How do you"float" IV catheter while starting?


I'm a neonatal nurse and having difficulty in starting IV on newborn. So, I have been searching the tips for IV start and found that people found helpful by "floating" IV catheter. How do you do this technique while starting IV with no others' help? Also, if you have the tips as to starting IV on babies, that will be great. I am really frustrated that I fail most of the time. :cry:


4 Posts

You flush a little bit of NS and then advance the catheter. Some use this to get past a valve.


7 Posts

How do you flush the catheter though and when? As soon as you see flush? My hospital uses Jelco, so I will need to lock the needle and remove the safety chamber from the hub. So, I can't float the catheter in unless it is already advanced. I don't know if this makes any sense, but I am a little bit confused.


547 Posts

Specializes in Adult and pediatric emergency and critical care.
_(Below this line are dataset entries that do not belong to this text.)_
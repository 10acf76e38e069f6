//! Request/response correlation.
//!
//! A [`CorrelationTable`] matches asynchronous replies to the calls that
//! are waiting for them.
//!
//! ```text
//!   next_key() ──> register(key) ──> send request ──> wait(pending, timeout, cancel)
//!                                                        │
//!   try_reply(key, value) ───────────────────────────────┤ first one wins,
//!   try_fail(key, reason) ───────────────────────────────┤ the entry is removed
//!   timeout / cancellation / shutdown ───────────────────┘
//! ```
//!
//! A key is only unique while its entry is pending; [`CorrelationTable::next_key`]
//! skips keys that are still outstanding after the counter wraps.

use std::sync::atomic::{AtomicBool, AtomicU64, Ordering};
use std::time::Duration;

use dashmap::mapref::entry::Entry;
use dashmap::DashMap;
use serde::Serialize;
use shoal_id::{KeySequence, RequestKey};
use thiserror::Error;
use tokio::sync::oneshot;
use tokio::time::Instant;
use tokio_util::sync::CancellationToken;
use tracing::{debug, warn};

/// Errors delivered to a waiting caller.
#[derive(Debug, Error, Clone, PartialEq, Eq)]
pub enum RequestError {
    /// No reply arrived in time.
    #[error("request {key} timed out after {elapsed:?}")]
    Timeout { key: RequestKey, elapsed: Duration },

    /// The request failed before a reply arrived (for example the send failed).
    #[error("request {key} failed: {reason}")]
    Failed { key: RequestKey, reason: String },

    /// The wait was cancelled or the table shut down.
    #[error("request {key} cancelled")]
    Cancelled { key: RequestKey },

    /// The key is already pending.
    #[error("request key {key} is already pending")]
    DuplicateKey { key: RequestKey },
}

impl RequestError {
    /// The correlation key the error belongs to.
    pub fn key(&self) -> RequestKey {
        match self {
            RequestError::Timeout { key, .. }
            | RequestError::Failed { key, .. }
            | RequestError::Cancelled { key }
            | RequestError::DuplicateKey { key } => *key,
        }
    }
}

/// Point-in-time counters of a [`CorrelationTable`].
#[derive(Debug, Clone, Copy, Default, PartialEq, Eq, Serialize)]
pub struct CorrelationStats {
    pub total: u64,
    pub succeeded: u64,
    pub timed_out: u64,
    pub failed: u64,
    pub cancelled: u64,
    pub pending: u64,
}

#[derive(Debug, Default)]
struct Counters {
    total: AtomicU64,
    succeeded: AtomicU64,
    timed_out: AtomicU64,
    failed: AtomicU64,
    cancelled: AtomicU64,
}

struct Pending<T> {
    tx: oneshot::Sender<Result<T, RequestError>>,
    started_at: Instant,
}

/// A registered entry awaiting resolution.
///
/// Pass it to [`CorrelationTable::wait`].
#[derive(Debug)]
pub struct PendingReply<T> {
    key: RequestKey,
    rx: oneshot::Receiver<Result<T, RequestError>>,
}

impl<T> PendingReply<T> {
    /// Key of the pending entry.
    pub fn key(&self) -> RequestKey {
        self.key
    }
}

/// Generic matcher of replies to pending requests.
pub struct CorrelationTable<T> {
    keys: KeySequence,
    pending: DashMap<RequestKey, Pending<T>>,
    counters: Counters,
    closed: AtomicBool,
}

impl<T: Send + 'static> Default for CorrelationTable<T> {
    fn default() -> Self {
        Self::new()
    }
}

impl<T: Send + 'static> CorrelationTable<T> {
    /// Create an empty table.
    pub fn new() -> Self {
        Self {
            keys: KeySequence::new(),
            pending: DashMap::new(),
            counters: Counters::default(),
            closed: AtomicBool::new(false),
        }
    }

    /// Next free correlation key. Never zero, never a pending key.
    pub fn next_key(&self) -> RequestKey {
        loop {
            let key = self.keys.next_key();
            if !self.pending.contains_key(&key) {
                return key;
            }
        }
    }

    /// Registers a pending entry for `key`.
    ///
    /// Register before sending, so a fast reply cannot arrive unmatched.
    pub fn register(&self, key: RequestKey) -> Result<PendingReply<T>, RequestError> {
        if self.closed.load(Ordering::Acquire) {
            return Err(RequestError::Cancelled { key });
        }

        let (tx, rx) = oneshot::channel();
        match self.pending.entry(key) {
            Entry::Occupied(_) => Err(RequestError::DuplicateKey { key }),
            Entry::Vacant(slot) => {
                slot.insert(Pending {
                    tx,
                    started_at: Instant::now(),
                });
                self.counters.total.fetch_add(1, Ordering::Relaxed);
                Ok(PendingReply { key, rx })
            }
        }
    }

    /// Waits for `pending` to resolve, time out or be cancelled.
    ///
    /// On timeout or cancellation the entry is removed before returning.
    pub async fn wait(
        &self,
        mut pending: PendingReply<T>,
        timeout: Duration,
        cancel: &CancellationToken,
    ) -> Result<T, RequestError> {
        let key = pending.key;
        let started = Instant::now();

        tokio::select! {
            resolved = &mut pending.rx => {
                resolved.unwrap_or(Err(RequestError::Cancelled { key }))
            }
            _ = tokio::time::sleep(timeout) => {
                if self.pending.remove(&key).is_some() {
                    self.counters.timed_out.fetch_add(1, Ordering::Relaxed);
                    let elapsed = started.elapsed();
                    warn!(request_key = %key, elapsed_ms = elapsed.as_millis() as u64, "Request timed out");
                    Err(RequestError::Timeout { key, elapsed })
                } else {
                    // Resolved concurrently with the deadline; the value is in flight.
                    pending.rx.await.unwrap_or(Err(RequestError::Cancelled { key }))
                }
            }
            _ = cancel.cancelled() => {
                if self.pending.remove(&key).is_some() {
                    self.counters.cancelled.fetch_add(1, Ordering::Relaxed);
                    debug!(request_key = %key, "Request cancelled by caller");
                    Err(RequestError::Cancelled { key })
                } else {
                    pending.rx.await.unwrap_or(Err(RequestError::Cancelled { key }))
                }
            }
        }
    }

    /// Registers `key` and waits for it.
    pub async fn await_reply(
        &self,
        key: RequestKey,
        timeout: Duration,
        cancel: &CancellationToken,
    ) -> Result<T, RequestError> {
        let pending = self.register(key)?;
        self.wait(pending, timeout, cancel).await
    }

    /// Resolves `key` with a value.
    ///
    /// Returns false if no entry is pending (already resolved, timed out or
    /// never registered); that case is logged and otherwise ignored.
    pub fn try_reply(&self, key: RequestKey, value: T) -> bool {
        match self.pending.remove(&key) {
            Some((_, entry)) => {
                self.counters.succeeded.fetch_add(1, Ordering::Relaxed);
                debug!(
                    request_key = %key,
                    elapsed_ms = entry.started_at.elapsed().as_millis() as u64,
                    "Request resolved"
                );
                let _ = entry.tx.send(Ok(value));
                true
            }
            None => {
                debug!(request_key = %key, "Reply for unknown or expired request");
                false
            }
        }
    }

    /// Fails `key` with a reason.
    ///
    /// Returns false if no entry is pending.
    pub fn try_fail(&self, key: RequestKey, reason: impl Into<String>) -> bool {
        match self.pending.remove(&key) {
            Some((_, entry)) => {
                self.counters.failed.fetch_add(1, Ordering::Relaxed);
                let reason = reason.into();
                warn!(request_key = %key, reason = %reason, "Request failed");
                let _ = entry.tx.send(Err(RequestError::Failed { key, reason }));
                true
            }
            None => {
                debug!(request_key = %key, "Failure for unknown or expired request");
                false
            }
        }
    }

    /// Returns true if `key` is pending.
    pub fn is_pending(&self, key: RequestKey) -> bool {
        self.pending.contains_key(&key)
    }

    /// Fails every pending entry with a cancellation error and rejects new
    /// registrations. Idempotent.
    pub fn shutdown(&self) {
        if self.closed.swap(true, Ordering::AcqRel) {
            return;
        }

        let keys: Vec<RequestKey> = self.pending.iter().map(|e| *e.key()).collect();
        let mut cancelled = 0u64;
        for key in keys {
            if let Some((_, entry)) = self.pending.remove(&key) {
                let _ = entry.tx.send(Err(RequestError::Cancelled { key }));
                cancelled += 1;
            }
        }
        self.counters.cancelled.fetch_add(cancelled, Ordering::Relaxed);

        if cancelled > 0 {
            debug!(cancelled, "Cancelled pending requests on shutdown");
        }
    }

    /// Counter snapshot.
    pub fn stats(&self) -> CorrelationStats {
        CorrelationStats {
            total: self.counters.total.load(Ordering::Relaxed),
            succeeded: self.counters.succeeded.load(Ordering::Relaxed),
            timed_out: self.counters.timed_out.load(Ordering::Relaxed),
            failed: self.counters.failed.load(Ordering::Relaxed),
            cancelled: self.counters.cancelled.load(Ordering::Relaxed),
            pending: self.pending.len() as u64,
        }
    }
}

// =============================================================================
// Tests
// =============================================================================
Floating in the angiocath is only done after you get part of the cath into the vein. The reason that this works is twofold, the saline itself will help to open up veins and valves by increasing the amount of fluids flowing in the vein, and that the flushing of fluids causes the tip of the angiocath to move side to side in the vein helping it to bounce around turns or other obstructions (think about a high pressure hose flopping around on the ground). The risk to this is that if there isn't enough of the cath in the vein when you flush is can get pushed out and you will lose the attempt. I find this to be much more beneficial on teens and adults that I do on neos or infants.

I have found that the biggest factor in success when starting a neonatal IV is having really good traction and patient. There are a myriad of products that will light up the vein, but in my opinion the attempt fails far more often so I don't use them unless I truly cannot find something without one. If the kid has a good scalp vein they tend to work great, although families tend to not like them. ACs and Saphenous veins also tend to work well, although they are also the preferred sites for PICCs so I would use those last.


3,413 Posts

Has 38 years experience.

Yeah, floating an IV in is hard to do one handed or alone. I have done it on adults and it isn't easy. I think it would be doubly hard on an infant. I have even simply waited ad called co-workers even if they weren't close by to help me float an IV in.

Read over the thousands of IV tips on Allnurses. Watch YouTube videos on starting IV's, I haven't looked but would not be surprised if there wren't several YouTube videos on starting IV's on newborns.


7 Posts

Thanks all. I don't think floating IV catheter is not an option for me. I have been watching youtube and reading IV tips as well. I am losing confidence now, and seeing new RNs getting IV makes me feel worse and frustrated that I can't get IVs. I know practice says everything, but we're small hospital, and there are not many opportunities to start IV. I wish I could practice every day. Again, thank you for your help!